High-risk cancer patients may be better managed with combined imaging modalities

PET/CT performed after the administration of both F-18 sodium fluoride (NaF) and F-18 fluorodeoxyglucose (FDG) beats both whole-body MRI and bone scintigraphy on accuracy in evaluating metastasis to bones from advanced breast and prostate cancers, according to a preliminary study running in the December issue of The Journal of Nuclear Medicine.

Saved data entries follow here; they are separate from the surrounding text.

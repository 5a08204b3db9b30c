//! Start/stop wrapper around a fixed-rate repeating task.
//!
//! Each running [`PeriodicExecutor`] owns one background thread. The first
//! tick fires as soon as the thread starts; later ticks follow a
//! [`SampleClock`], so a slow tick is followed immediately by the next one
//! rather than pushing the whole schedule back.

use std::cell::Cell;
use std::sync::Arc;
use std::sync::atomic::{AtomicUsize, Ordering};
use std::thread::{self, JoinHandle};
use std::time::{Duration, Instant};

use cf_core::AccumulatingTimer;
use crossbeam_channel::{RecvTimeoutError, Sender};
use parking_lot::Mutex;
use tracing::{debug, info, warn};

use crate::error::{ControlError, ControlResult};
use crate::sampled::SampleClock;

/// Result of [`PeriodicExecutor::start`].
#[derive(Debug, Clone, Copy, PartialEq, Eq)]
pub enum StartOutcome {
    Started,
    /// The executor was already running; nothing changed.
    AlreadyRunning,
}

/// Result of [`PeriodicExecutor::stop`].
#[derive(Debug, Clone, Copy, PartialEq, Eq)]
pub enum StopOutcome {
    Stopped,
    /// The executor was already stopped; nothing changed.
    AlreadyStopped,
}

type Task = Arc<dyn Fn() + Send + Sync>;

static NEXT_EXECUTOR_TOKEN: AtomicUsize = AtomicUsize::new(1);

thread_local! {
    // Token of the executor whose worker is the current thread (0 = none).
    static CURRENT_EXECUTOR: Cell<usize> = const { Cell::new(0) };
}

struct Worker {
    // Dropping the sender disconnects the channel, which is the stop signal.
    stop_tx: Sender<()>,
    handle: JoinHandle<()>,
}

/// Runs a callback at a fixed rate on a background thread.
pub struct PeriodicExecutor {
    name: String,
    period: Duration,
    task: Task,
    token: usize,
    /// Serializes start/stop calls made from outside the worker thread.
    lifecycle: Mutex<()>,
    worker: Mutex<Option<Worker>>,
    ticks: Arc<AccumulatingTimer>,
}

impl PeriodicExecutor {
    /// Create a stopped executor.
    ///
    /// # Errors
    ///
    /// Returns [`ControlError::InvalidArg`] if `period` is zero.
    pub fn new<F>(name: impl Into<String>, period: Duration, task: F) -> ControlResult<Self>
    where
        F: Fn() + Send + Sync + 'static,
    {
        if period.is_zero() {
            return Err(ControlError::InvalidArg {
                what: "execution period must be positive",
            });
        }
        Ok(Self {
            name: name.into(),
            period,
            task: Arc::new(task),
            token: NEXT_EXECUTOR_TOKEN.fetch_add(1, Ordering::Relaxed),
            lifecycle: Mutex::new(()),
            worker: Mutex::new(None),
            ticks: Arc::new(AccumulatingTimer::new()),
        })
    }

    pub fn name(&self) -> &str {
        &self.name
    }

    pub fn period(&self) -> Duration {
        self.period
    }

    pub fn is_running(&self) -> bool {
        self.worker.lock().is_some()
    }

    /// Total number of ticks executed over the executor's lifetime.
    pub fn tick_count(&self) -> u64 {
        self.ticks.count()
    }

    /// Average time spent inside the callback per tick.
    pub fn average_tick_time(&self) -> Duration {
        self.ticks.average()
    }

    /// Begin ticking. The first tick fires immediately.
    ///
    /// Calling this while already running is a no-op reported as
    /// [`StartOutcome::AlreadyRunning`] and a warning.
    pub fn start(&self) -> StartOutcome {
        let _lifecycle = self.lifecycle_guard();
        let mut worker = self.worker.lock();
        if worker.is_some() {
            warn!(executor = %self.name, "cannot start; it is already executing");
            return StartOutcome::AlreadyRunning;
        }

        let (stop_tx, stop_rx) = crossbeam_channel::bounded::<()>(1);
        let name = self.name.clone();
        let period = self.period;
        let task = Arc::clone(&self.task);
        let ticks = Arc::clone(&self.ticks);
        let token = self.token;

        let handle = thread::spawn(move || {
            CURRENT_EXECUTOR.with(|current| current.set(token));
            debug!(executor = %name, "worker thread started");

            let mut clock = SampleClock::new(period, Instant::now());
            loop {
                match stop_rx.recv_deadline(clock.next_sample_time()) {
                    Err(RecvTimeoutError::Timeout) => {}
                    Ok(()) | Err(RecvTimeoutError::Disconnected) => break,
                }
                let started = Instant::now();
                task();
                ticks.record(started.elapsed());
                clock.advance();
            }

            debug!(executor = %name, "worker thread finished");
        });

        *worker = Some(Worker { stop_tx, handle });
        info!(executor = %self.name, period_ms = self.period.as_millis() as u64, "started");
        StartOutcome::Started
    }

    /// Stop ticking.
    ///
    /// A tick already in progress is allowed to finish; once this returns no
    /// further tick will start. When called from inside the executor's own
    /// callback the stop is signalled without waiting, and the current tick
    /// is the last one.
    ///
    /// Calling this while already stopped is a no-op reported as
    /// [`StopOutcome::AlreadyStopped`] and a warning.
    pub fn stop(&self) -> StopOutcome {
        let _lifecycle = self.lifecycle_guard();
        let Some(worker) = self.worker.lock().take() else {
            warn!(executor = %self.name, "cannot stop; it is already stopped");
            return StopOutcome::AlreadyStopped;
        };

        let Worker { stop_tx, handle } = worker;
        drop(stop_tx);
        if !self.on_worker_thread() && handle.join().is_err() {
            warn!(executor = %self.name, "worker thread panicked");
        }

        info!(
            executor = %self.name,
            ticks = self.tick_count(),
            average_tick_us = self.average_tick_time().as_micros() as u64,
            "stopped"
        );
        StopOutcome::Stopped
    }

    fn on_worker_thread(&self) -> bool {
        CURRENT_EXECUTOR.with(|current| current.get() == self.token)
    }

    fn lifecycle_guard(&self) -> Option<parking_lot::MutexGuard<'_, ()>> {
        if self.on_worker_thread() {
            None
        } else {
            Some(self.lifecycle.lock())
        }
    }
}

impl Drop for PeriodicExecutor {
    fn drop(&mut self) {
        if let Some(Worker { stop_tx, handle }) = self.worker.get_mut().take() {
            drop(stop_tx);
            if !self.on_worker_thread() {
                let _ = handle.join();
            }
        }
    }
}

impl std::fmt::Debug for PeriodicExecutor {
    fn fmt(&self, f: &mut std::fmt::Formatter<'_>) -> std::fmt::Result {
        f.debug_struct("PeriodicExecutor")
            .field("name", &self.name)
            .field("period", &self.period)
            .field("running", &self.is_running())
            .finish()
    }
}
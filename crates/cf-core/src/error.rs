use thiserror::Error;

pub type CoreResult<T> = Result<T, CoreError>;

#[derive(Error, Debug, Clone, PartialEq)]
pub enum CoreError {
    #[error("Instrument IDs must be unique; an instrument with ID {id} already exists")]
    DuplicateIdentity { id: String },

    #[error("Non-finite numeric value for {what}: {value}")]
    NonFinite { what: &'static str, value: f64 },

    #[error("Invalid argument: {what}")]
    InvalidArg { what: &'static str },
}
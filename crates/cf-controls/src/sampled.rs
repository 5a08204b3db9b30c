//! Fixed-rate sample timing.
//!
//! A [`SampleClock`] tracks when the next sample is due. Deadlines advance by
//! exactly one period per sample regardless of how long the sample took, so a
//! late sample is followed immediately by the next one (catch-up) instead of
//! the whole schedule drifting.

use std::time::{Duration, Instant};

/// Sample clock tracks when a periodic task should execute.
#[derive(Debug, Clone, Copy, PartialEq, Eq)]
pub struct SampleClock {
    period: Duration,
    /// Time of next scheduled sample.
    next_sample_time: Instant,
}

impl SampleClock {
    /// Create a new sample clock whose first sample is due at `start`.
    pub fn new(period: Duration, start: Instant) -> Self {
        Self {
            period,
            next_sample_time: start,
        }
    }

    pub fn next_sample_time(&self) -> Instant {
        self.next_sample_time
    }

    /// Advance to the next sample time.
    ///
    /// Should be called after a sample has been executed.
    pub fn advance(&mut self) {
        self.next_sample_time += self.period;
    }
}
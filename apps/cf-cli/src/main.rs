use cf_app::{
    AppResult, RunProgressEvent, RunStage, RunSummary, project_service, run_service,
};
use clap::{Parser, Subcommand, ValueEnum};
use std::io::{self, Write};
use std::path::{Path, PathBuf};
use std::time::{Duration, Instant};
use tracing_subscriber::EnvFilter;

#[derive(Parser)]
#[command(name = "cf-cli")]
#[command(about = "ctrlflow CLI - closed-loop instrument control runner", long_about = None)]
struct Cli {
    /// Log level used when RUST_LOG is not set
    #[arg(long, global = true, default_value = "info")]
    log_level: String,

    #[command(subcommand)]
    command: Commands,
}

#[derive(Subcommand)]
enum Commands {
    /// Validate plant file syntax and structure
    Validate {
        /// Path to the plant YAML or JSON file
        plant_path: PathBuf,
    },
    /// List the sensors, actuators and loops in a plant
    Describe {
        /// Path to the plant YAML or JSON file
        plant_path: PathBuf,
    },
    /// Run a plant for a fixed wall-clock duration
    Run {
        /// Path to the plant YAML or JSON file
        plant_path: PathBuf,
        /// Run duration in milliseconds
        #[arg(long, default_value_t = 1000)]
        duration_ms: u64,
        /// Summary output format
        #[arg(long, value_enum, default_value_t = OutputFormat::Text)]
        format: OutputFormat,
    },
}

#[derive(Clone, Copy, ValueEnum)]
enum OutputFormat {
    Text,
    Json,
}

fn main() -> AppResult<()> {
    let cli = Cli::parse();

    let filter =
        EnvFilter::try_from_default_env().unwrap_or_else(|_| EnvFilter::new(&cli.log_level));
    tracing_subscriber::fmt().with_env_filter(filter).init();

    match cli.command {
        Commands::Validate { plant_path } => cmd_validate(&plant_path),
        Commands::Describe { plant_path } => cmd_describe(&plant_path),
        Commands::Run {
            plant_path,
            duration_ms,
            format,
        } => cmd_run(&plant_path, Duration::from_millis(duration_ms), format),
    }
}

fn cmd_validate(plant_path: &Path) -> AppResult<()> {
    println!("Validating plant: {}", plant_path.display());
    let plant = project_service::load_plant(plant_path)?;
    project_service::validate_plant(&plant)?;
    println!("✓ Plant is valid");
    Ok(())
}

fn cmd_describe(plant_path: &Path) -> AppResult<()> {
    let plant = project_service::load_plant(plant_path)?;
    let summary = project_service::describe_plant(&plant);
    println!(
        "{} (v{}): {} sensors, {} actuators, {} loops",
        summary.name,
        summary.version,
        summary.sensor_count,
        summary.actuator_count,
        summary.loop_count
    );

    let sensors = project_service::list_sensors(&plant);
    if !sensors.is_empty() {
        println!("Sensors:");
        for sensor in sensors {
            println!(
                "  {} - {} every {} ms ({})",
                sensor.id, sensor.unit, sensor.sampling_period_ms, sensor.measurement
            );
        }
    }

    if !plant.actuators.is_empty() {
        println!("Actuators:");
        for actuator in &plant.actuators {
            println!("  {} - initial {}", actuator.id, actuator.initial_value);
        }
    }

    let loops = project_service::list_loops(&plant);
    if loops.is_empty() {
        println!("No control loops found in plant");
    } else {
        println!("Control loops:");
        for l in loops {
            println!(
                "  {}: {} -> {}  set point {}  every {} ms  {}",
                l.id, l.sensor_id, l.actuator_id, l.set_point, l.update_period_ms, l.behaviour
            );
        }
    }
    Ok(())
}

fn cmd_run(plant_path: &Path, duration: Duration, format: OutputFormat) -> AppResult<()> {
    let plant = project_service::load_plant(plant_path)?;
    let interactive = matches!(format, OutputFormat::Text);
    if interactive {
        println!("Running plant '{}' for {} ms", plant.name, duration.as_millis());
    }

    let mut last_emit = Instant::now();
    let mut last_stage = None;
    let summary = run_service::run_plant_with_progress(
        &plant,
        duration,
        Some(&mut |event| {
            if !interactive {
                return;
            }
            let emit_now =
                last_stage != Some(event.stage) || last_emit.elapsed().as_millis() >= 100;
            if emit_now {
                render_cli_progress(&event);
                last_stage = Some(event.stage);
                last_emit = Instant::now();
            }
        }),
    )?;

    match format {
        OutputFormat::Text => {
            clear_progress_line();
            println!("✓ Run completed");
            print_run_summary(&summary);
        }
        OutputFormat::Json => match serde_json::to_string_pretty(&summary) {
            Ok(json) => println!("{json}"),
            Err(e) => tracing::error!(error = %e, "failed to serialize run summary"),
        },
    }
    Ok(())
}

fn clear_progress_line() {
    print!("\r{}\r", " ".repeat(80));
    let _ = io::stdout().flush();
}

fn render_cli_progress(event: &RunProgressEvent) {
    match event.stage {
        RunStage::Running => {
            let width = 28usize;
            let filled = ((event.fraction_complete * width as f64).round() as usize).min(width);
            let bar = format!(
                "{}{}",
                "#".repeat(filled),
                "-".repeat(width.saturating_sub(filled))
            );
            print!(
                "\r[{}] {:>6.2}%  elapsed={:.1}s",
                bar,
                event.fraction_complete * 100.0,
                event.elapsed_wall_s
            );
        }
        _ => {
            let spinner = ['|', '/', '-', '\\'];
            let spin_idx = ((event.elapsed_wall_s * 10.0) as usize) % spinner.len();
            let mut line = format!(
                "\r{} {}  elapsed={:.2}s",
                spinner[spin_idx],
                event.stage.label(),
                event.elapsed_wall_s
            );
            if let Some(msg) = &event.message {
                line.push_str(&format!("  {}", msg));
            }
            print!("{}", line);
        }
    }
    let _ = io::stdout().flush();
}

fn print_run_summary(summary: &RunSummary) {
    let fmt_opt = |v: Option<f64>| v.map_or_else(|| "-".to_string(), |v| format!("{v:.3}"));

    println!("Sensors:");
    for s in &summary.sensors {
        println!(
            "  {}  samples={}  last={} {}  mean interval={} ms",
            s.id,
            s.samples,
            fmt_opt(s.last_value),
            s.unit,
            fmt_opt(s.mean_interval_ms)
        );
    }
    println!("Actuators:");
    for a in &summary.actuators {
        println!(
            "  {}  adjustments={}  last={} {}",
            a.id,
            a.samples,
            fmt_opt(a.last_value),
            a.unit
        );
    }
    println!("Control loops:");
    for l in &summary.loops {
        println!(
            "  {}  updates={}  set point={}  error={}  output={}  settled after={} s",
            l.id,
            l.updates,
            l.set_point,
            fmt_opt(l.metrics.steady_state_error),
            fmt_opt(l.metrics.final_output),
            fmt_opt(l.metrics.output_settling_time_s)
        );
    }
}
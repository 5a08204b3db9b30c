// cf-core/src/units.rs

use core::fmt;

/// Physical property a signal unit measures. Metadata only; ctrlflow never
/// converts between units.
#[derive(Clone, Copy, Debug, PartialEq, Eq, Hash)]
#[cfg_attr(feature = "serde", derive(serde::Serialize, serde::Deserialize))]
#[cfg_attr(feature = "serde", serde(rename_all = "snake_case"))]
pub enum PhysicalProperty {
    Temperature,
    VolumetricFlow,
    Output,
}

/// Unit attached to every Signal.
#[derive(Clone, Copy, Debug, PartialEq, Eq, Hash)]
#[cfg_attr(feature = "serde", derive(serde::Serialize, serde::Deserialize))]
#[cfg_attr(feature = "serde", serde(rename_all = "snake_case"))]
pub enum SignalUnit {
    Celsius,
    Fahrenheit,
    #[cfg_attr(feature = "serde", serde(rename = "m3_per_hour"))]
    M3PerHour,
    /// Actuator output, 0-100 %.
    Percentage,
}

impl SignalUnit {
    pub const fn physical_property(self) -> PhysicalProperty {
        match self {
            Self::Celsius | Self::Fahrenheit => PhysicalProperty::Temperature,
            Self::M3PerHour => PhysicalProperty::VolumetricFlow,
            Self::Percentage => PhysicalProperty::Output,
        }
    }

    pub const fn symbol(self) -> &'static str {
        match self {
            Self::Celsius => "°C",
            Self::Fahrenheit => "°F",
            Self::M3PerHour => "m³/h",
            Self::Percentage => "%",
        }
    }
}

impl fmt::Display for SignalUnit {
    fn fmt(&self, f: &mut fmt::Formatter<'_>) -> fmt::Result {
        f.write_str(self.symbol())
    }
}
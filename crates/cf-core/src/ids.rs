use core::fmt;
use std::collections::HashSet;
use std::sync::Arc;

use parking_lot::Mutex;

use crate::{CoreError, CoreResult};

/// Globally unique identifier of an instrument (sensor or actuator).
///
/// - Only an [`IdentityRegistry`] hands these out, so two live instruments
///   allocated from the same registry never share one
/// - `Arc<str>` keeps clones cheap; every Signal carries one
#[derive(Clone, PartialEq, Eq, Hash, PartialOrd, Ord)]
pub struct InstrumentId(Arc<str>);

impl InstrumentId {
    pub fn as_str(&self) -> &str {
        &self.0
    }
}

impl fmt::Debug for InstrumentId {
    fn fmt(&self, f: &mut fmt::Formatter<'_>) -> fmt::Result {
        write!(f, "InstrumentId({})", self.0)
    }
}

impl fmt::Display for InstrumentId {
    fn fmt(&self, f: &mut fmt::Formatter<'_>) -> fmt::Result {
        f.write_str(&self.0)
    }
}

impl AsRef<str> for InstrumentId {
    fn as_ref(&self) -> &str {
        &self.0
    }
}

#[cfg(feature = "serde")]
impl serde::Serialize for InstrumentId {
    fn serialize<S: serde::Serializer>(&self, serializer: S) -> Result<S::Ok, S::Error> {
        serializer.serialize_str(&self.0)
    }
}

/// Ledger of every identity handed out so far.
///
/// There is no release operation: once allocated, an identity
/// stays taken for as long as the registry lives. Construct one registry per
/// plant (or per test) and pass it to instrument constructors.
#[derive(Debug, Default)]
pub struct IdentityRegistry {
    used: Mutex<HashSet<Arc<str>>>,
}

impl IdentityRegistry {
    pub fn new() -> Self {
        Self::default()
    }

    /// Claim `value` as a new instrument identity.
    ///
    /// Fails with [`CoreError::DuplicateIdentity`] if `value` was already
    /// allocated; the registry is left unchanged in that case.
    pub fn allocate(&self, value: impl AsRef<str>) -> CoreResult<InstrumentId> {
        let value = value.as_ref();
        if value.trim().is_empty() {
            return Err(CoreError::InvalidArg {
                what: "instrument id must not be blank",
            });
        }

        let mut used = self.used.lock();
        if used.contains(value) {
            tracing::error!(instrument = value, "instrument id already allocated");
            return Err(CoreError::DuplicateIdentity {
                id: value.to_string(),
            });
        }
        let id: Arc<str> = Arc::from(value);
        used.insert(Arc::clone(&id));
        Ok(InstrumentId(id))
    }

    pub fn is_allocated(&self, value: &str) -> bool {
        self.used.lock().contains(value)
    }

    pub fn len(&self) -> usize {
        self.used.lock().len()
    }

    pub fn is_empty(&self) -> bool {
        self.used.lock().is_empty()
    }
}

The same study, led by Ryogo Minamimoto, MD, of Stanford University, found that the radiopharmaceutical combo with PET/CT is as good as a combination of whole-body MRI and bone scintigraphy in evaluating patients at high risk of skeletal metastases—and so may serve as a “one-stop shop” in the imaging management of these patients.

The research team compared the imaging techniques as applied to 30 patients (15 women with breast cancer and 15 men with prostate cancer) who were referred for standard-of-care 99m Tc-MDP bone scintigraphy and prospectively enrolled in the study. 

Following the scintigraphy exam, all participants were scanned with NaF/FDG PET/CT and whole-body MRI using both unenhanced and contrast-enhanced sequences.

The team tabulated and compared skeletal as well as extraskeletal lesions detected with each test.

They reported that, for the detection of skeletal lesions, NaF/FDG PET/CT showed significantly higher sensitivity and accuracy than whole-body MRI (96.2 percent vs. 81.4 percent) and bone scintigraphy (96.2 percent vs. 64.6 percent) for the detection of skeletal lesions.


  • Overall, NaF/FDG PET/CT showed higher sensitivity and accuracy than whole-body MRI (95.7 percent vs. 83.3 percent) but not statistically significantly so when compared with a combination of whole-body MRI and bone scintigraphy (95.7 percent vs. 91.6 percent).
  • For extraskeletal lesions, NaF/FDG PET/CT and whole-body MRI had no statistically significant differences in sensitivity (92.9 percent vs. 92.9 percent), positive predictive value (81.3 percent vs. 86.7 percent) or accuracy (76.5 percent vs. 82.4 percent).
  • NaF/FDG PET/CT showed no significant difference from a combination of NaF/FDG PET/ CT and whole-body MRI.

The researchers noted no statistically significant differences in positive predictive value among the exams.

In their study discussion, Minamimoto et al. conclude that NaF/FDG PET/CT is superior to whole-body MRI and 99m Tc-MDP scintigraphy for evaluation of skeletal disease extent, adding that proof of the option’s usefulness “may change the management of these patients.”

They also state that studies drawing from larger cohorts are needed to confirm their preliminary findings, “ideally using the newly introduced simultaneous PET/MRI scanners.”

In prepared remarks, corresponding study author Andrei Iagaru, MD, co-chief of Stanford’s Division of Nuclear Medicine and Molecular Imaging and co-director of its PET-MRI research program, says that, thanks to its low cost and reliable performance, bone scintigraphy will continue to be used as the initial tool for detecting skeletal metastases.

However, “evaluation of patients with negative/equivocal bone scans and high clinical suspicion for metastases will be done using combined modalities that may simplify the diagnostic algorithm for referring physicians and patients.”

Iagaru further states that the radiopharmaceutical PET/CT combo can guide the staging of patients with breast cancer higher than stage III and those with prostate cancer higher than stage II or PSA higher than 10, while whole-body MRI may remain worthwhile for detecting brain and liver metastases.

“More work remains to be done,” Iagaru says, “and our group is now exploring the use of combined NaF/FDG injections with state-of-the-art PET/MRI technology for significant decreases in radiation exposure and improved diagnostic performance in accurately evaluating extent of disease in cancer patients.”